Vision Assist System based on Deep Learning Using Object Detection and Text Recognition with Voice Alert

Authors: P. Dinesh Kumar, D. Sathiya

DOI Link: https://doi.org/10.22214/ijraset.2025.73345

Abstract

For blind people, recognizing a product in their daily routine is critical, so we proposed a method to identify products in their daily routine using a camera. A mobility method is employed to spot item of worry from the photo by advising person about recognized objects in order to separate an object from unnecessary background. The current project\'s goal is to model an object detector for visually impaired people and other commercial purposes by recognizing objects at a specific distance. Old techniques for object recognition required a large amount of training data, which takes more time and is quite complicated. Detection is employed in a variety of situations. Traditional methods of object detection rely on a large number of datasets, and training these datasets takes a long time. Training tiny or unnoticed objects is a more difficult task. People\'s minds and visual systems detect objects more accurately and quickly in real time, and they have conscious thoughts when detecting obstacles. Because of the abundance of data available, in addition to more advanced technologies and better working algorithms, classification and detection of multiple objects within the same frame has become simple and accurate. The project\'s main objective is to develop and implement a real-time object recognition system using a real-time camera. We can use Python as the front end to implement the system in real time. The experimental results show that the proposed system improves product identification accuracy.

Introduction

Globally, visual impairment is a growing concern, with around 285 million affected individuals—39 million completely blind and 217 million with low vision. Visually impaired people face significant challenges in mobility, navigation, recognizing objects, identifying currency, and performing daily tasks independently. Issues like similar-looking currency notes (e.g., 50 BDT and 200 BDT) and difficulties identifying staircases or washrooms contribute to their dependence on others.

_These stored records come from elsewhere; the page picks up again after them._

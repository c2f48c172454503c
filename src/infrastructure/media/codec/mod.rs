//! Codec table and enable policy

pub mod policy;
pub mod table;

pub use policy::CodecPolicy;
pub use table::{Codec, CodecList, TELEPHONE_EVENT_ENCODING, TELEPHONE_EVENT_PAYLOAD};
//! Message bus - the routing fabric the call-control layer talks to
//!
//! `dispatch` is a request/reply exchange that may take arbitrarily long and
//! is only awaited from routing or follow-up tasks, never from the event loop
//! itself. `publish` is fire-and-forget.

pub mod events;
pub mod local;
pub mod messages;

pub use events::{CallEvent, CallEventKind};
pub use local::LocalBus;
pub use messages::{
    BusReply, BusRequest, ExecuteRequest, MediaForward, RegisterRequest, RelayGrant,
    RelayRequest, RouteRequest,
};

/// Routing fabric contract
#[cfg_attr(test, mockall::automock)]
#[async_trait::async_trait]
pub trait MessageBus: Send + Sync {
    /// Returns `None` when no handler accepted the request
    async fn dispatch(&self, request: BusRequest) -> Option<BusReply>;

    fn publish(&self, event: CallEvent);
}
//! Infrastructure layer - Technical implementations
//!
//! This layer contains:
//! - The SIP protocol stack and call control
//! - Codec tables for media negotiation
//! - The message bus contract and its in-process implementation

pub mod bus;
pub mod media;
pub mod protocols;
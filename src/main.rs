use sipchan::config::Config;
use sipchan::infrastructure::bus::LocalBus;
use sipchan::SipDriver;
use std::path::PathBuf;
use std::sync::Arc;
use tracing::info;
use tracing_subscriber::EnvFilter;

#[tokio::main]
async fn main() -> anyhow::Result<()> {
    // Initialize tracing
    tracing_subscriber::fmt()
        .with_env_filter(EnvFilter::try_from_default_env().unwrap_or_else(|_| EnvFilter::new("info")))
        .init();

    info!("Starting sipchan");

    let path = std::env::var("SIPCHAN_CONFIG")
        .map(PathBuf::from)
        .unwrap_or_else(|_| PathBuf::from("sipchan.toml"));
    let config = Config::load(Some(&path))?;
    info!("Configuration loaded: {:?}", config);

    let bus = Arc::new(LocalBus::new(config.routes.clone()));
    let driver = SipDriver::initialize(&config, bus).await?;
    info!("SIP channel ready on {}", driver.local_addr());

    tokio::signal::ctrl_c().await?;
    info!("Shutdown requested");

    driver.shutdown().await;
    info!("sipchan stopped");
    Ok(())
}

To address these issues, the Blind Assistant System has been proposed. This system integrates deep learning, computer vision, speech synthesis, OCR, and Convolutional Neural Networks (CNNs) to empower visually impaired users by identifying objects, reading printed text aloud, navigating environments, and recognizing products and people in real-time. It aims to enhance safety, autonomy, and quality of life.

Related Works Overview:

Several researchers have contributed to the development of assistive technologies:

Fahad Ashiq et al. proposed a real-time object recognition system using MobileNet, offering audio feedback and live tracking via a web interface.
Wenguan Wang et al. conducted a comprehensive survey on salient object detection (SOD) using deep learning and evaluated robustness and generalization across datasets.
Mehul Mahrishi et al. explored video indexing using YOLOv4 and SSIM, focusing on educational content and keyword extraction.
Usman Masud et al. developed a portable obstacle detection system with Raspberry Pi and ultrasonic sensors, achieving about 91% accuracy.
Junhyung Kang et al. reviewed object detection in aerial/satellite imagery, emphasizing real-world applications such as disaster monitoring.
Supriya V. Mahadevkar et al. reviewed various machine learning styles in computer vision, highlighting their applicability and challenges.
Xufei Wang et al. improved bounding box localization in YOLOv4 through a new loss function (LICIoU), enhancing object detection accuracy.
Sadia Zafar et al. analyzed existing assistive devices for visually impaired people, concluding that no single device offers all necessary features and encouraging the development of a more holistic solution.
Kalyani Kadam et al. proposed a Mask R-CNN with MobileNet V1 model for detecting image splicing forgeries, offering better performance than traditional ResNet variants.
Wenfeng Zheng et al. focused on enhancing image segmentation and visual reasoning using semantic representation and improved U-Net architecture.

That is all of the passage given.